(Excerpts from a dataset)
::::::::

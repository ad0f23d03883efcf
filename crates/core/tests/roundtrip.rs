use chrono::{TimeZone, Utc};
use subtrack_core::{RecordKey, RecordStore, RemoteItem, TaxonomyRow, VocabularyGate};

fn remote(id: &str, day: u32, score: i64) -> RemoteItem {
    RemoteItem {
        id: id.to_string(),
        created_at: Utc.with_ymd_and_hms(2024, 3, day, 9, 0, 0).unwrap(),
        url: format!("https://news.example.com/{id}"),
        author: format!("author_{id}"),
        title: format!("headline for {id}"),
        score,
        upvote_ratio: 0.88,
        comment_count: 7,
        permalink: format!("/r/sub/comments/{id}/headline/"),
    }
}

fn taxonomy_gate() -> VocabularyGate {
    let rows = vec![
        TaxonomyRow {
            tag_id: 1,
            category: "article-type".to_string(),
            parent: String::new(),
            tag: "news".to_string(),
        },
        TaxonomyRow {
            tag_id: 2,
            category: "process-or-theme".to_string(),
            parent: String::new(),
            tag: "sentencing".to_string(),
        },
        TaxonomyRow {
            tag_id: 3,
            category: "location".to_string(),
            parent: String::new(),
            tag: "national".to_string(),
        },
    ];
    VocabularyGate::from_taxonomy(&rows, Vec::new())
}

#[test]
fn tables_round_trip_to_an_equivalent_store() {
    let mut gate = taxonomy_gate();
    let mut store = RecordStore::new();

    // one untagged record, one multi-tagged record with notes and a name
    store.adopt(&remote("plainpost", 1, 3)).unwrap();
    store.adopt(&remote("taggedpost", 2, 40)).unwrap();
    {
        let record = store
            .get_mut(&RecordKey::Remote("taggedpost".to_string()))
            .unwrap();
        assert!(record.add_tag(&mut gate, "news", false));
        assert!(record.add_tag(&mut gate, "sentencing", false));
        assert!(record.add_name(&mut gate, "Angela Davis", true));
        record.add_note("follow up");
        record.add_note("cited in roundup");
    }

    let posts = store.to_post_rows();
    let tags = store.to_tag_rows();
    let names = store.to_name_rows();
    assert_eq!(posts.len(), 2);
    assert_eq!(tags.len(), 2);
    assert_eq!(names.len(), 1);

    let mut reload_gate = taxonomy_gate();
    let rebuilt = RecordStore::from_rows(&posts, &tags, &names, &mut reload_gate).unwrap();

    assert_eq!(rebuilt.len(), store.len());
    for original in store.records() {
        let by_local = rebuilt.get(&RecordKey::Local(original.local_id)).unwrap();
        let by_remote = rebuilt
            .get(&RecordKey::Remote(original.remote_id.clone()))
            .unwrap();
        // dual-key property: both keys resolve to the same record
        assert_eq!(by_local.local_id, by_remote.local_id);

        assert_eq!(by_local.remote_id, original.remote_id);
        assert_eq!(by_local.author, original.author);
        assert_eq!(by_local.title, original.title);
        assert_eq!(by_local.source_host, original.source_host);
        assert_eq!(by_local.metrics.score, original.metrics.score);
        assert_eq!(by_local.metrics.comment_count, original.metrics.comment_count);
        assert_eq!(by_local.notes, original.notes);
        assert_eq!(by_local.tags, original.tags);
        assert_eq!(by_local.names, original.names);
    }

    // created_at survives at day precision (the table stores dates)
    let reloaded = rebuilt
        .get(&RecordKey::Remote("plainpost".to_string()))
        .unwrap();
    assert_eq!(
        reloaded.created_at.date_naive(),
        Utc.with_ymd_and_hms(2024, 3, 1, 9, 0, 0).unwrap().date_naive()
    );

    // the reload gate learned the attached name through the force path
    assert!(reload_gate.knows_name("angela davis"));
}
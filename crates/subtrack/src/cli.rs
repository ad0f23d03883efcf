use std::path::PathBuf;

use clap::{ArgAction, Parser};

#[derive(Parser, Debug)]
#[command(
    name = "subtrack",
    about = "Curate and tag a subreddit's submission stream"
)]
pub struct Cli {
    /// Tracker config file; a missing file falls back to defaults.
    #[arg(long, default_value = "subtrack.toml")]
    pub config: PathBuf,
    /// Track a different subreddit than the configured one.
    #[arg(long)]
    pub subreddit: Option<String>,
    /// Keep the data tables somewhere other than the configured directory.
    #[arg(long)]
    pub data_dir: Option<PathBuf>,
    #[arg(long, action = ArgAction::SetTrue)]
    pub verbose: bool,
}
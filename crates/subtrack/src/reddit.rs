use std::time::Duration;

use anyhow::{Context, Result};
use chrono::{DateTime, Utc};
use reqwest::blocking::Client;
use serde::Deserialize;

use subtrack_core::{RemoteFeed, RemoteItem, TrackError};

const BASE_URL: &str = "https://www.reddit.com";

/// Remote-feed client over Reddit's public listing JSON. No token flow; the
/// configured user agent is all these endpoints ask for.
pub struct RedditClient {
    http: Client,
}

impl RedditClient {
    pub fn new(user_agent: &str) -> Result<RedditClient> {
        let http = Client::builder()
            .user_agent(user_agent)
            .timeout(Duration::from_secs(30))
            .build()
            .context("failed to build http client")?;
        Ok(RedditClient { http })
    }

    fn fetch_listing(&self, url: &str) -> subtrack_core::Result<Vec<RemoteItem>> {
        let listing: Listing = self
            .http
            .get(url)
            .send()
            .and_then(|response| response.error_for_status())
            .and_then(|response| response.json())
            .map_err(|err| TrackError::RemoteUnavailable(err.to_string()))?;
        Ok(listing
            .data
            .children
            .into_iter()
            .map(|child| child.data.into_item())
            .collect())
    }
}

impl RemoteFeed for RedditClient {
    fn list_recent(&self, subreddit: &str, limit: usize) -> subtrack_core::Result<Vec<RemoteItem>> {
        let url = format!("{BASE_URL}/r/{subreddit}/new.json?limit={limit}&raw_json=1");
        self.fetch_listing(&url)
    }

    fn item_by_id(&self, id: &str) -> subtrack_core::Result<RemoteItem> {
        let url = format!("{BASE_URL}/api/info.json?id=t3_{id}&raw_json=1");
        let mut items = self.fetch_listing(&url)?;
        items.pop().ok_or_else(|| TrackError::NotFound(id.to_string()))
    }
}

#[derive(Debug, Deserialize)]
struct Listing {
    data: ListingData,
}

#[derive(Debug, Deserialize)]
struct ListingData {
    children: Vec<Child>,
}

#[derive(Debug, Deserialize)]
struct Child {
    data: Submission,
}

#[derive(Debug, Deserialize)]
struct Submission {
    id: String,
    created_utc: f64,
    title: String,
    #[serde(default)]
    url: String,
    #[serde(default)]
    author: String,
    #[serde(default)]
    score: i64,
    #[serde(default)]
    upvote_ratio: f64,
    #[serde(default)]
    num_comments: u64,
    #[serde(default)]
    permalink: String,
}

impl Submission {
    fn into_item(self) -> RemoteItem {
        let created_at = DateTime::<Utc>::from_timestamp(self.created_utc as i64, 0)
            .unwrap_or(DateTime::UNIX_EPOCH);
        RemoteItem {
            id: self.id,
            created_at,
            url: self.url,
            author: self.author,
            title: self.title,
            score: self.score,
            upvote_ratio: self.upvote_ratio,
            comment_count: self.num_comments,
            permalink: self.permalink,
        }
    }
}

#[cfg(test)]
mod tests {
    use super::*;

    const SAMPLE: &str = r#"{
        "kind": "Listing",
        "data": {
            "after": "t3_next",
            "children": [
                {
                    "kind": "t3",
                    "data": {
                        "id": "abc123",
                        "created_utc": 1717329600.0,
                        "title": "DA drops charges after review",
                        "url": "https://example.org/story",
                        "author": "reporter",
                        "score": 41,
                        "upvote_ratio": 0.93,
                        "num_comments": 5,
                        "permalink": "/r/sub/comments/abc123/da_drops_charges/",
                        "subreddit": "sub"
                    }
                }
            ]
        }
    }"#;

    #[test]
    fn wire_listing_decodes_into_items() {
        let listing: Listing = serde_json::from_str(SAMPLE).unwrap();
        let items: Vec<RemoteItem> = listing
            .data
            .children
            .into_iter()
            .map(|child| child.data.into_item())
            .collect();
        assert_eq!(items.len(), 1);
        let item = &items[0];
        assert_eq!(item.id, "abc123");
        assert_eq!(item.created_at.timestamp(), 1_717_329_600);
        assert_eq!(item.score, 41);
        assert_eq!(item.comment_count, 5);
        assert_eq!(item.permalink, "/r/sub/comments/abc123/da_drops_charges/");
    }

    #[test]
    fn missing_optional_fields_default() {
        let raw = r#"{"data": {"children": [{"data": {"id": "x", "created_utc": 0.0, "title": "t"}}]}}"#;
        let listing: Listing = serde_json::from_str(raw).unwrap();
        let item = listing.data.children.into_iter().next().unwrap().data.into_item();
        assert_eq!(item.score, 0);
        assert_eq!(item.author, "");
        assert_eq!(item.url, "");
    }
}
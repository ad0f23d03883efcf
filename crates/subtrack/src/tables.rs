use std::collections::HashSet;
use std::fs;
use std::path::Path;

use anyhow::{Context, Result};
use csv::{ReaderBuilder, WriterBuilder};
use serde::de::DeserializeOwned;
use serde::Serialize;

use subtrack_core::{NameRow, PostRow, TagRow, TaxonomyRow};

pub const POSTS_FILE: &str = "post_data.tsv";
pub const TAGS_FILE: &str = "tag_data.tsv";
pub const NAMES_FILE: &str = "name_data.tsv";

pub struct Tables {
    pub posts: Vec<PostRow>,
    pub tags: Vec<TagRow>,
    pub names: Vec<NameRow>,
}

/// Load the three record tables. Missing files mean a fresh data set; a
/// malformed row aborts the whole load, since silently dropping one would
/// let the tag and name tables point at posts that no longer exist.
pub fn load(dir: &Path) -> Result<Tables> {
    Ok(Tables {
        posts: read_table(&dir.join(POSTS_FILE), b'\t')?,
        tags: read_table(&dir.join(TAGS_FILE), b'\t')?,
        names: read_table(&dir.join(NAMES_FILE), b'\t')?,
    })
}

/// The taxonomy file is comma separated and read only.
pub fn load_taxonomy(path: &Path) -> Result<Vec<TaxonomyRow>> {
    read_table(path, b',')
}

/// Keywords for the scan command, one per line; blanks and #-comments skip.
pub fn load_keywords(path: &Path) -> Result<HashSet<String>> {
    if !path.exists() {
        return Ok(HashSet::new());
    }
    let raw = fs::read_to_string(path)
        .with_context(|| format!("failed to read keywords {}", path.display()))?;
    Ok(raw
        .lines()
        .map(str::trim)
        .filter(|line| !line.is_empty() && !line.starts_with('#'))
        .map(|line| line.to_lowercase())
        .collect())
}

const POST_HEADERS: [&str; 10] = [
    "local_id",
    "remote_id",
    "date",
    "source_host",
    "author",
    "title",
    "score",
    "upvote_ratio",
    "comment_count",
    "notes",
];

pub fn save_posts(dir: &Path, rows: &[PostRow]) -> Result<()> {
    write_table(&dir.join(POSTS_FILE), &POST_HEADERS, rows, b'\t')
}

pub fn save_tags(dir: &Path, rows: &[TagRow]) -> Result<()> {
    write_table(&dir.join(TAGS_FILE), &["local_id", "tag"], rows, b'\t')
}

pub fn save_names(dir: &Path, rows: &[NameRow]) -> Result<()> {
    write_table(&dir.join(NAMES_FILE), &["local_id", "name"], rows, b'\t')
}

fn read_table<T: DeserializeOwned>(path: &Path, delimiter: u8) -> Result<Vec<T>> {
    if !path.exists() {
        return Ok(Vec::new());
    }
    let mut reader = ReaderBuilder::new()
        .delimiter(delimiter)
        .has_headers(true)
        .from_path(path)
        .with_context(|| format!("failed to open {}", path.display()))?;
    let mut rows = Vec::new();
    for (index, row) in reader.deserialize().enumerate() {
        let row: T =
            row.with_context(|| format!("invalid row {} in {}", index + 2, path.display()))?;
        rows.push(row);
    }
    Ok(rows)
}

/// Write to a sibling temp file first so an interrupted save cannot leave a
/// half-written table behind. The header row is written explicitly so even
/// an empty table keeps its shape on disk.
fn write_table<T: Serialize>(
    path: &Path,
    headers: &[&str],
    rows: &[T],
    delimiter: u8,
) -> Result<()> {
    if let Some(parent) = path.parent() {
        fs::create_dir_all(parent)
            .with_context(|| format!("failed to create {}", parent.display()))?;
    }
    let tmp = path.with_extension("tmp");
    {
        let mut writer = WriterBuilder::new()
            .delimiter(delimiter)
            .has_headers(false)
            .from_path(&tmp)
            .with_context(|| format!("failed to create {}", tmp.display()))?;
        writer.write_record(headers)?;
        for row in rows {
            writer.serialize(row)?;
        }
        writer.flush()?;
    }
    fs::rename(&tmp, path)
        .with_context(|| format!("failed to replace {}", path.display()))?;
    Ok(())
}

::::::::

Required work: What must be returned is the line with "for row in rows" plus every line after it to the end of the entries, exactly as they appear.

Response to this exercise:
        for row in rows {
            writer.serialize(row)?;
        }
        writer.flush()?;
    }
    fs::rename(&tmp, path)
        .with_context(|| format!("failed to replace {}", path.display()))?;
    Ok(())
}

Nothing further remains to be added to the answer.